Data listing Start Marker
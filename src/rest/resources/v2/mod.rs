//! Endpoint builders for version 2 of the WooCommerce REST API (`/wc-api/v2/`).
//!
//! # Available Resources
//!
//! - [`Index`] - The API index
//! - [`Orders`] - Orders, their statuses and counts
//! - [`OrderNotes`] - Notes on an order
//! - [`OrderRefunds`] - Refunds of an order
//! - [`Coupons`] - Coupons, also by code
//! - [`Customers`] - Customers, also by email, with their orders and downloads
//! - [`Products`] - Products, also by SKU, with reviews, categories and stock
//! - [`Reports`] - Sales and top seller reports
//! - [`Webhooks`] - Webhooks and their deliveries
//! - [`Bulk`] - Bulk product updates
//! - [`Custom`] - Any other endpoint

mod bulk;
mod coupons;
mod custom;
mod customers;
mod index;
mod order_notes;
mod order_refunds;
mod orders;
mod products;
mod reports;
mod webhooks;

pub use bulk::Bulk;
pub use coupons::Coupons;
pub use custom::Custom;
pub use customers::Customers;
pub use index::Index;
pub use order_notes::OrderNotes;
pub use order_refunds::OrderRefunds;
pub use orders::Orders;
pub use products::Products;
pub use reports::Reports;
pub use webhooks::Webhooks;
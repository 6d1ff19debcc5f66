//! Boundary trait implementations over the shared simulated state.

use std::sync::Arc;

use wlanmgr_config::HardwareProfile;

use crate::death::{DeathNotifier, RadioModeChangeHandler};
use crate::iface::InterfaceClass;
use crate::listeners::{DestroyedListener, LinkObserver};
use crate::subsystems::{
    ApHostDaemon, InterfaceConfig, LinkError, LinkFacility, ManagedDaemon, ObserverHandle,
    RadioControl, SoftApConfig, StaAuthDaemon, StationEventMonitor, Subsystem, VendorHal,
};

use super::{Fault, HalIface, SIM_HAL_FEATURES, SIM_KEY_MGMT_FEATURES, SIM_TARGET, SimInner};

/// Name handed out by single-interface hardware.
const SINGLE_INTERFACE_NAME: &str = "wlan0";

pub(super) struct SimVendorHal {
    inner: Arc<SimInner>,
}

impl SimVendorHal {
    pub(super) fn new(inner: Arc<SimInner>) -> Self {
        Self { inner }
    }

    fn create(&self, class: InterfaceClass, listener: DestroyedListener) -> Option<String> {
        if !self.is_supported() {
            return None;
        }
        let (name, evicted) = {
            let mut state = self.inner.state();
            if state.faults.contains(&Fault::HalCreateIface) {
                return None;
            }
            let mut evicted = Vec::new();
            let name = if self.inner.profile == HardwareProfile::SingleInterface {
                if state.hal_ifaces.values().any(|iface| iface.class == class) {
                    tracing::debug!(
                        target: SIM_TARGET,
                        %class,
                        "single-interface hardware already holds this class"
                    );
                    return None;
                }
                let names: Vec<String> = state.hal_ifaces.keys().cloned().collect();
                for name in names {
                    if let Some(iface) = state.hal_ifaces.remove(&name) {
                        state.link_up.remove(&name);
                        evicted.push((name, iface.listener));
                    }
                }
                SINGLE_INTERFACE_NAME.to_owned()
            } else {
                (0..)
                    .map(|index| format!("wlan{index}"))
                    .find(|candidate| !state.hal_ifaces.contains_key(candidate))
                    .unwrap_or_default()
            };
            state
                .hal_ifaces
                .insert(name.clone(), HalIface { class, listener });
            (name, evicted)
        };
        for (old, listener) in evicted {
            self.inner.record(format!("vendor_hal.evict({old})"));
            listener.on_destroyed(&old);
        }
        Some(name)
    }

    fn remove(&self, name: &str) -> bool {
        let listener = {
            let mut state = self.inner.state();
            if state.faults.contains(&Fault::HalRemoveIface) {
                return false;
            }
            let Some(iface) = state.hal_ifaces.remove(name) else {
                return false;
            };
            state.link_up.remove(name);
            if state.deferred_removal {
                state
                    .pending_removals
                    .push((name.to_owned(), iface.listener));
                return true;
            }
            iface.listener
        };
        listener.on_destroyed(name);
        true
    }
}

impl VendorHal for SimVendorHal {
    fn initialize(&self, death: DeathNotifier) -> bool {
        self.inner.record("vendor_hal.initialize");
        let mut state = self.inner.state();
        if state.faults.contains(&Fault::HalInitialize) {
            return false;
        }
        state.hal_death = Some(death);
        true
    }

    fn register_radio_mode_change_handler(&self, handler: RadioModeChangeHandler) -> bool {
        self.inner
            .record("vendor_hal.register_radio_mode_change_handler");
        self.inner.state().radio_mode_handler = Some(handler);
        true
    }

    fn is_supported(&self) -> bool {
        self.inner.profile != HardwareProfile::Legacy
    }

    fn start(&self) -> bool {
        self.inner.record("vendor_hal.start");
        let mut state = self.inner.state();
        if state.faults.contains(&Fault::HalStart) {
            return false;
        }
        state.hal_started = true;
        true
    }

    fn stop(&self) -> bool {
        self.inner.record("vendor_hal.stop");
        self.inner.state().hal_started = false;
        true
    }

    fn create_sta_iface(&self, low_priority: bool, listener: DestroyedListener) -> Option<String> {
        self.inner
            .record(format!("vendor_hal.create_sta_iface({low_priority})"));
        self.create(InterfaceClass::Client, listener)
    }

    fn create_ap_iface(&self, listener: DestroyedListener) -> Option<String> {
        self.inner.record("vendor_hal.create_ap_iface");
        self.create(InterfaceClass::SoftAp, listener)
    }

    fn remove_sta_iface(&self, name: &str) -> bool {
        self.inner
            .record(format!("vendor_hal.remove_sta_iface({name})"));
        self.remove(name)
    }

    fn remove_ap_iface(&self, name: &str) -> bool {
        self.inner
            .record(format!("vendor_hal.remove_ap_iface({name})"));
        self.remove(name)
    }

    fn supported_feature_set(&self, name: &str) -> u64 {
        if self.inner.state().hal_ifaces.contains_key(name) {
            SIM_HAL_FEATURES
        } else {
            0
        }
    }
}

pub(super) struct SimRadioControl {
    inner: Arc<SimInner>,
}

impl SimRadioControl {
    pub(super) fn new(inner: Arc<SimInner>) -> Self {
        Self { inner }
    }

    fn bind(&self, name: &str, class: InterfaceClass) -> bool {
        let mut state = self.inner.state();
        if state.faults.contains(&Fault::RadioControlSetup) {
            return false;
        }
        state.radio_bindings.insert(name.to_owned(), class);
        true
    }

    fn unbind(&self, name: &str) -> bool {
        self.inner.state().radio_bindings.remove(name).is_some()
    }
}

impl RadioControl for SimRadioControl {
    fn initialize(&self, death: DeathNotifier) -> bool {
        self.inner.record("radio.initialize");
        let mut state = self.inner.state();
        if state.faults.contains(&Fault::RadioControlInitialize) {
            return false;
        }
        state.radio_death = Some(death);
        true
    }

    fn setup_interface_for_client_mode(&self, name: &str) -> bool {
        self.inner.record(format!("radio.setup_client({name})"));
        self.bind(name, InterfaceClass::Client)
    }

    fn setup_interface_for_soft_ap_mode(&self, name: &str) -> bool {
        self.inner.record(format!("radio.setup_soft_ap({name})"));
        self.bind(name, InterfaceClass::SoftAp)
    }

    fn tear_down_client_interface(&self, name: &str) -> bool {
        self.inner.record(format!("radio.tear_down_client({name})"));
        self.unbind(name)
    }

    fn tear_down_soft_ap_interface(&self, name: &str) -> bool {
        self.inner
            .record(format!("radio.tear_down_soft_ap({name})"));
        self.unbind(name)
    }

    fn tear_down_interfaces(&self) -> bool {
        self.inner.record("radio.tear_down_interfaces");
        self.inner.state().radio_bindings.clear();
        true
    }
}

/// Process handshake shared by both simulated daemons.
struct SimDaemon {
    inner: Arc<SimInner>,
    subsystem: Subsystem,
    start_fault: Fault,
}

impl SimDaemon {
    fn is_running(&self) -> bool {
        self.inner
            .state()
            .daemon(self.subsystem)
            .is_some_and(|daemon| daemon.running)
    }
}

impl ManagedDaemon for SimDaemon {
    fn is_initialization_started(&self) -> bool {
        self.inner
            .state()
            .daemon(self.subsystem)
            .is_some_and(|daemon| daemon.initialization_started)
    }

    fn initialize(&self) -> bool {
        self.inner.record(format!("{}.initialize", self.subsystem));
        if let Some(daemon) = self.inner.state().daemon(self.subsystem) {
            daemon.initialization_started = true;
        }
        true
    }

    fn start_daemon(&self) -> bool {
        self.inner.record(format!("{}.start_daemon", self.subsystem));
        let mut state = self.inner.state();
        if state.faults.contains(&self.start_fault) {
            return false;
        }
        let Some(daemon) = state.daemon(self.subsystem) else {
            return false;
        };
        daemon.running = true;
        true
    }

    fn is_initialization_complete(&self) -> bool {
        let mut state = self.inner.state();
        let stalled = self.subsystem == Subsystem::StaAuth
            && state.faults.contains(&Fault::StaAuthNeverReady);
        !stalled
            && state
                .daemon(self.subsystem)
                .is_some_and(|daemon| daemon.running)
    }

    fn register_death_handler(&self, death: DeathNotifier) -> bool {
        self.inner
            .record(format!("{}.register_death_handler", self.subsystem));
        if let Some(daemon) = self.inner.state().daemon(self.subsystem) {
            daemon.death = Some(death);
        }
        true
    }

    fn deregister_death_handler(&self) -> bool {
        self.inner
            .record(format!("{}.deregister_death_handler", self.subsystem));
        if let Some(daemon) = self.inner.state().daemon(self.subsystem) {
            daemon.death = None;
        }
        true
    }

    fn terminate(&self) {
        self.inner.record(format!("{}.terminate", self.subsystem));
        if let Some(daemon) = self.inner.state().daemon(self.subsystem) {
            daemon.running = false;
        }
    }
}

macro_rules! delegate_managed_daemon {
    ($facade:ty) => {
        impl ManagedDaemon for $facade {
            fn is_initialization_started(&self) -> bool {
                self.daemon.is_initialization_started()
            }

            fn initialize(&self) -> bool {
                self.daemon.initialize()
            }

            fn start_daemon(&self) -> bool {
                self.daemon.start_daemon()
            }

            fn is_initialization_complete(&self) -> bool {
                self.daemon.is_initialization_complete()
            }

            fn register_death_handler(&self, death: DeathNotifier) -> bool {
                self.daemon.register_death_handler(death)
            }

            fn deregister_death_handler(&self) -> bool {
                self.daemon.deregister_death_handler()
            }

            fn terminate(&self) {
                self.daemon.terminate();
            }
        }
    };
}

pub(super) struct SimStaAuth {
    daemon: SimDaemon,
}

impl SimStaAuth {
    pub(super) fn new(inner: Arc<SimInner>) -> Self {
        Self {
            daemon: SimDaemon {
                inner,
                subsystem: Subsystem::StaAuth,
                start_fault: Fault::StaAuthStart,
            },
        }
    }
}

delegate_managed_daemon!(SimStaAuth);

impl StaAuthDaemon for SimStaAuth {
    fn setup_iface(&self, name: &str) -> bool {
        let inner = &self.daemon.inner;
        inner.record(format!("sta_auth.setup_iface({name})"));
        if !self.daemon.is_running() {
            return false;
        }
        let mut state = inner.state();
        if state.faults.contains(&Fault::StaAuthSetupIface) {
            return false;
        }
        state.sta_auth_ifaces.insert(name.to_owned());
        true
    }

    fn teardown_iface(&self, name: &str) -> bool {
        let inner = &self.daemon.inner;
        inner.record(format!("sta_auth.teardown_iface({name})"));
        inner.state().sta_auth_ifaces.remove(name)
    }

    fn advanced_key_mgmt_capabilities(&self, name: &str) -> u64 {
        if self.daemon.inner.state().sta_auth_ifaces.contains(name) {
            SIM_KEY_MGMT_FEATURES
        } else {
            0
        }
    }
}

pub(super) struct SimApHost {
    daemon: SimDaemon,
}

impl SimApHost {
    pub(super) fn new(inner: Arc<SimInner>) -> Self {
        Self {
            daemon: SimDaemon {
                inner,
                subsystem: Subsystem::ApHost,
                start_fault: Fault::ApHostStart,
            },
        }
    }
}

delegate_managed_daemon!(SimApHost);

impl ApHostDaemon for SimApHost {
    fn add_access_point(&self, name: &str, config: &SoftApConfig) -> bool {
        let inner = &self.daemon.inner;
        inner.record(format!("ap_host.add_access_point({name})"));
        if !self.daemon.is_running() {
            return false;
        }
        let mut state = inner.state();
        if state.faults.contains(&Fault::AccessPointAdd) {
            return false;
        }
        state.access_points.insert(name.to_owned(), config.clone());
        true
    }

    fn remove_access_point(&self, name: &str) -> bool {
        let inner = &self.daemon.inner;
        inner.record(format!("ap_host.remove_access_point({name})"));
        inner.state().access_points.remove(name);
        true
    }
}

pub(super) struct SimStationMonitor {
    inner: Arc<SimInner>,
}

impl SimStationMonitor {
    pub(super) fn new(inner: Arc<SimInner>) -> Self {
        Self { inner }
    }
}

impl StationEventMonitor for SimStationMonitor {
    fn start_monitoring(&self, name: &str) {
        self.inner.record(format!("monitor.start({name})"));
        self.inner.state().monitored.insert(name.to_owned());
    }

    fn stop_monitoring(&self, name: &str) {
        self.inner.record(format!("monitor.stop({name})"));
        self.inner.state().monitored.remove(name);
    }
}

pub(super) struct SimLinkFacility {
    inner: Arc<SimInner>,
}

impl SimLinkFacility {
    pub(super) fn new(inner: Arc<SimInner>) -> Self {
        Self { inner }
    }
}

impl LinkFacility for SimLinkFacility {
    fn register_observer(&self, observer: LinkObserver) -> Result<ObserverHandle, LinkError> {
        self.inner
            .record(format!("link.register_observer({})", observer.name()));
        let mut state = self.inner.state();
        if state.faults.contains(&Fault::ObserverRegistration) {
            return Err(LinkError::Rejected {
                name: observer.name().to_owned(),
                reason: "observer registration fault armed".to_owned(),
            });
        }
        state.next_observer += 1;
        let token = state.next_observer;
        state.observers.insert(token, observer);
        Ok(ObserverHandle::new(token))
    }

    fn unregister_observer(&self, handle: ObserverHandle) {
        let removed = self.inner.state().observers.remove(&handle.get());
        match removed {
            Some(observer) => self
                .inner
                .record(format!("link.unregister_observer({})", observer.name())),
            None => tracing::debug!(
                target: SIM_TARGET,
                handle = handle.get(),
                "unknown observer handle"
            ),
        }
    }

    fn interface_config(&self, name: &str) -> Option<InterfaceConfig> {
        let state = self.inner.state();
        state.radio_bindings.contains_key(name).then(|| InterfaceConfig {
            up: state.link_up.get(name).copied().unwrap_or(false),
        })
    }

    fn clear_interface_addresses(&self, name: &str) -> bool {
        self.inner.record(format!("link.clear_addresses({name})"));
        true
    }

    fn set_ipv6_privacy_extensions(&self, name: &str, enabled: bool) -> bool {
        self.inner
            .record(format!("link.ipv6_privacy({name}, {enabled})"));
        true
    }

    fn disable_ipv6(&self, name: &str) -> bool {
        self.inner.record(format!("link.disable_ipv6({name})"));
        true
    }
}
Data listing End Marker
▶ **To do**: Would you copy out each line of the records above where the word "their" occurs?

▶ **Answer to this problem**:
//! - [`Orders`] - Orders, their statuses and counts
//! - [`Customers`] - Customers, also by email, with their orders and downloads
//! - [`Webhooks`] - Webhooks and their deliveries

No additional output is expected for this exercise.